### Supplied material
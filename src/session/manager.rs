//! Fetch session lifecycle
//!
//! Long-lived page-loading contexts accumulate memory, so the crawl
//! periodically swaps its session for a fresh one. Sessions are passed by
//! value: `recycle` consumes the old session and closes it before opening the
//! replacement, so two sessions are never live at once.

use crate::session::{FetchError, FetchSession, SessionFactory};

/// Opens, recycles and releases fetch sessions
pub struct SessionManager<F: SessionFactory> {
    factory: F,
    opened: u32,
    recycled: u32,
}

impl<F: SessionFactory> SessionManager<F> {
    pub fn new(factory: F) -> Self {
        Self {
            factory,
            opened: 0,
            recycled: 0,
        }
    }

    /// Opens a new session
    pub async fn acquire(&mut self) -> Result<F::Session, FetchError> {
        let session = self.factory.open().await?;
        self.opened += 1;
        tracing::info!("Fetch session opened ({} so far)", self.opened);
        Ok(session)
    }

    /// Closes `session` completely, then opens a fresh one
    ///
    /// Blocks until the replacement is ready.
    pub async fn recycle(&mut self, session: F::Session) -> Result<F::Session, FetchError> {
        tracing::info!("Recycling fetch session to release resources");
        self.release(session).await?;
        self.recycled += 1;
        self.acquire().await
    }

    /// Closes `session` for good
    pub async fn release(&mut self, mut session: F::Session) -> Result<(), FetchError> {
        session.close().await?;
        tracing::info!("Fetch session closed");
        Ok(())
    }

    /// Number of sessions opened so far
    pub fn opened(&self) -> u32 {
        self.opened
    }

    /// Number of recycles performed so far
    pub fn recycled(&self) -> u32 {
        self.recycled
    }
}
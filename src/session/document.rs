//! Loaded pages and the elements queried from them
//!
//! Documents keep the raw markup and parse it on demand, so they can be held
//! across await points.

use crate::session::FetchError;
use scraper::{ElementRef, Html, Selector};
use url::Url;

/// A loaded page
#[derive(Debug, Clone)]
pub struct Document {
    url: Url,
    status: u16,
    body: String,
}

impl Document {
    pub fn new(url: Url, status: u16, body: impl Into<String>) -> Self {
        Self {
            url,
            status,
            body: body.into(),
        }
    }

    /// Final URL of the page, after redirects
    pub fn url(&self) -> &Url {
        &self.url
    }

    /// HTTP status the page was served with
    pub fn status(&self) -> u16 {
        self.status
    }

    /// Returns every element matching `selector`, in document order
    pub fn query_all(&self, selector: &str) -> Result<Vec<Element>, FetchError> {
        let selector = parse_selector(selector)?;
        let html = Html::parse_document(&self.body);
        let elements = html.select(&selector).map(Element::from_ref).collect();
        Ok(elements)
    }

    /// Counts the elements matching `selector`
    pub fn count(&self, selector: &str) -> Result<usize, FetchError> {
        let selector = parse_selector(selector)?;
        let html = Html::parse_document(&self.body);
        let count = html.select(&selector).count();
        Ok(count)
    }

    /// Returns true if at least one element matches `selector`
    pub fn contains(&self, selector: &str) -> Result<bool, FetchError> {
        let selector = parse_selector(selector)?;
        let html = Html::parse_document(&self.body);
        let found = html.select(&selector).next().is_some();
        Ok(found)
    }

    /// Resolves a possibly relative link against the page URL
    pub fn resolve(&self, href: &str) -> Option<String> {
        let href = href.trim();
        if href.is_empty() {
            return None;
        }
        self.url.join(href).ok().map(|url| url.to_string())
    }
}

/// An element detached from its document
///
/// Carries its attributes, text and markup so nested lookups can run
/// without the parent document.
#[derive(Debug, Clone, PartialEq, Eq)]
pub struct Element {
    name: String,
    attrs: Vec<(String, String)>,
    text: String,
    html: String,
}

impl Element {
    fn from_ref(element: ElementRef<'_>) -> Self {
        let value = element.value();
        Self {
            name: value.name().to_string(),
            attrs: value
                .attrs()
                .map(|(name, value)| (name.to_string(), value.to_string()))
                .collect(),
            text: element.text().collect::<String>().trim().to_string(),
            html: element.html(),
        }
    }

    /// Tag name, lowercased
    pub fn name(&self) -> &str {
        &self.name
    }

    pub fn attr(&self, name: &str) -> Option<&str> {
        self.attrs
            .iter()
            .find(|(attr, _)| attr == name)
            .map(|(_, value)| value.as_str())
    }

    /// Trimmed text content
    pub fn text(&self) -> &str {
        &self.text
    }

    /// Returns every element inside this one matching `selector`
    pub fn query_all(&self, selector: &str) -> Result<Vec<Element>, FetchError> {
        let selector = parse_selector(selector)?;
        let fragment = Html::parse_fragment(&self.html);
        let elements = fragment.select(&selector).map(Element::from_ref).collect();
        Ok(elements)
    }

    /// Returns the first element inside this one matching `selector`
    pub fn query_first(&self, selector: &str) -> Result<Option<Element>, FetchError> {
        let selector = parse_selector(selector)?;
        let fragment = Html::parse_fragment(&self.html);
        let element = fragment.select(&selector).next().map(Element::from_ref);
        Ok(element)
    }
}

fn parse_selector(selector: &str) -> Result<Selector, FetchError> {
    Selector::parse(selector).map_err(|e| FetchError::Selector {
        selector: selector.to_string(),
        message: format!("{:?}", e),
    })
}
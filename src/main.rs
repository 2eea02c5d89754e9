//! film-fans main entry point
//!
//! This is the command-line interface for the film-fans crawler.

use anyhow::{Context, Result};
use clap::{Parser, Subcommand};
use film_fans::config::{load_config_with_hash, Config};
use film_fans::crawler::{crawl_catalog, crawl_fans};
use std::path::PathBuf;
use tracing_subscriber::EnvFilter;

/// film-fans: collects the five-star raters of popular films
///
/// The `catalog` step walks the popular films listing and writes a film
/// snapshot. The `fans` step walks each film's five-star reviews and keeps a
/// checkpoint that later runs append to.
#[derive(Parser, Debug)]
#[command(name = "film-fans")]
#[command(version)]
#[command(about = "Collects the five-star raters of popular films", long_about = None)]
struct Cli {
    /// Path to TOML configuration file
    #[arg(value_name = "CONFIG")]
    config: PathBuf,

    /// Increase logging verbosity (-v, -vv, -vvv)
    #[arg(short, long, action = clap::ArgAction::Count, global = true)]
    verbose: u8,

    /// Suppress non-error output
    #[arg(short, long, conflicts_with = "verbose", global = true)]
    quiet: bool,

    #[command(subcommand)]
    command: Command,
}

#[derive(Subcommand, Debug)]
enum Command {
    /// Crawl the film catalog and write the snapshot
    Catalog {
        /// First listing page, overriding the config
        #[arg(long)]
        from: Option<u32>,

        /// Last listing page, overriding the config
        #[arg(long)]
        to: Option<u32>,
    },

    /// Crawl the fans of every film in the snapshot
    Fans {
        /// Film to start at, overriding the config
        #[arg(long)]
        start: Option<String>,

        /// Film to stop before, overriding the config
        #[arg(long)]
        stop: Option<String>,
    },

    /// Validate the config and show what would be crawled
    Check,
}

#[tokio::main]
async fn main() -> Result<()> {
    let cli = Cli::parse();

    setup_logging(cli.verbose, cli.quiet);

    tracing::info!("Loading configuration from: {}", cli.config.display());
    let (mut config, hash) = load_config_with_hash(&cli.config)
        .with_context(|| format!("Failed to load configuration from {}", cli.config.display()))?;
    tracing::info!("Configuration loaded successfully (hash: {})", hash);

    match cli.command {
        Command::Catalog { from, to } => {
            if let Some(from) = from {
                config.catalog.page_start = from;
            }
            if let Some(to) = to {
                config.catalog.page_end = to;
            }
            revalidate(&config)?;
            handle_catalog(&config).await
        }
        Command::Fans { start, stop } => {
            if start.is_some() {
                config.fans.start_marker = start;
            }
            if stop.is_some() {
                config.fans.stop_marker = stop;
            }
            revalidate(&config)?;
            handle_fans(&config).await
        }
        Command::Check => {
            handle_check(&config);
            Ok(())
        }
    }
}

/// Sets up the logging/tracing subscriber based on verbosity level
fn setup_logging(verbose: u8, quiet: bool) {
    let filter = if quiet {
        EnvFilter::new("error")
    } else {
        match verbose {
            0 => EnvFilter::new("film_fans=info,warn"),
            1 => EnvFilter::new("film_fans=debug,info"),
            2 => EnvFilter::new("film_fans=trace,debug"),
            _ => EnvFilter::new("trace"),
        }
    };

    tracing_subscriber::fmt()
        .with_env_filter(filter)
        .with_target(false)
        .with_thread_ids(false)
        .with_file(false)
        .init();
}

/// Command line overrides bypass the checks done at load time
fn revalidate(config: &Config) -> Result<()> {
    film_fans::config::validate(config).context("Invalid command line override")
}

/// Handles the `check` subcommand: shows the effective configuration
fn handle_check(config: &Config) {
    println!("=== film-fans configuration ===\n");

    println!("Fetch:");
    println!("  User agent: {}", config.fetch.user_agent);
    println!("  Fetch timeout: {}ms", config.fetch.fetch_timeout_ms);
    println!("  Content wait: {}ms", config.fetch.content_wait_timeout_ms);
    println!("  Poll interval: {}ms", config.fetch.poll_interval_ms);

    println!("\nCatalog:");
    println!("  Listing: {}", config.catalog.url_template);
    println!(
        "  Pages: {} to {} ({} films each, {:?} on mismatch)",
        config.catalog.page_start,
        config.catalog.page_end,
        config.catalog.expected_items,
        config.catalog.on_count_mismatch
    );
    println!("  Snapshot: {}", config.catalog.output_path);

    println!("\nFans:");
    println!("  Fan pages: {}", config.fans.url_template);
    println!("  Pages per film: {}", config.fans.max_pages);
    println!("  Recycle every: {} films", config.fans.recycle_every);
    println!(
        "  Start: {}",
        config.fans.start_marker.as_deref().unwrap_or("(first film)")
    );
    println!(
        "  Stop: {}",
        config.fans.stop_marker.as_deref().unwrap_or("(last film)")
    );
    println!("  Reads: {}", config.fans.catalog_path);
    println!("  Checkpoint: {}", config.fans.output_path);
    println!("  Dedupe: {}", config.fans.dedupe);

    println!("\n✓ Configuration is valid");
}

/// Handles the `catalog` subcommand
async fn handle_catalog(config: &Config) -> Result<()> {
    let films = crawl_catalog(config).await.context("Catalog crawl failed")?;
    tracing::info!("Catalog crawl completed with {} films", films.len());
    Ok(())
}

/// Handles the `fans` subcommand
async fn handle_fans(config: &Config) -> Result<()> {
    let summary = crawl_fans(config).await.context("Fan crawl failed")?;

    let elapsed = summary
        .finished_at
        .map(|finished| finished - summary.started_at)
        .unwrap_or_else(chrono::Duration::zero);
    tracing::info!(
        "Fan crawl completed in {}s: {} films crawled, {} fans added, {} session recycles",
        elapsed.num_seconds(),
        summary.processed,
        summary.fans_collected,
        summary.recycles
    );
    if summary.truncated > 0 {
        tracing::warn!(
            "{} films stopped early on a failed page; rerun them to complete their fans",
            summary.truncated
        );
    }
    if let Some(stop) = &summary.stopped_at {
        tracing::info!("Stopped before '{}'", stop);
    }
    Ok(())
}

### What is needed
Copy out the entries above exactly as given, starting at the top and ending with the line containing "across await points."; include both and nothing more.

### Answer
filename src/session/manager.rs
//! Fetch session lifecycle
//!
//! Long-lived page-loading contexts accumulate memory, so the crawl
//! periodically swaps its session for a fresh one. Sessions are passed by
//! value: `recycle` consumes the old session and closes it before opening the
//! replacement, so two sessions are never live at once.

use crate::session::{FetchError, FetchSession, SessionFactory};

/// Opens, recycles and releases fetch sessions
pub struct SessionManager<F: SessionFactory> {
    factory: F,
    opened: u32,
    recycled: u32,
}

impl<F: SessionFactory> SessionManager<F> {
    pub fn new(factory: F) -> Self {
        Self {
            factory,
            opened: 0,
            recycled: 0,
        }
    }

    /// Opens a new session
    pub async fn acquire(&mut self) -> Result<F::Session, FetchError> {
        let session = self.factory.open().await?;
        self.opened += 1;
        tracing::info!("Fetch session opened ({} so far)", self.opened);
        Ok(session)
    }

    /// Closes `session` completely, then opens a fresh one
    ///
    /// Blocks until the replacement is ready.
    pub async fn recycle(&mut self, session: F::Session) -> Result<F::Session, FetchError> {
        tracing::info!("Recycling fetch session to release resources");
        self.release(session).await?;
        self.recycled += 1;
        self.acquire().await
    }

    /// Closes `session` for good
    pub async fn release(&mut self, mut session: F::Session) -> Result<(), FetchError> {
        session.close().await?;
        tracing::info!("Fetch session closed");
        Ok(())
    }

    /// Number of sessions opened so far
    pub fn opened(&self) -> u32 {
        self.opened
    }

    /// Number of recycles performed so far
    pub fn recycled(&self) -> u32 {
        self.recycled
    }
}
filename src/session/document.rs
//! Loaded pages and the elements queried from them
//!
//! Documents keep the raw markup and parse it on demand, so they can be held
//! across await points.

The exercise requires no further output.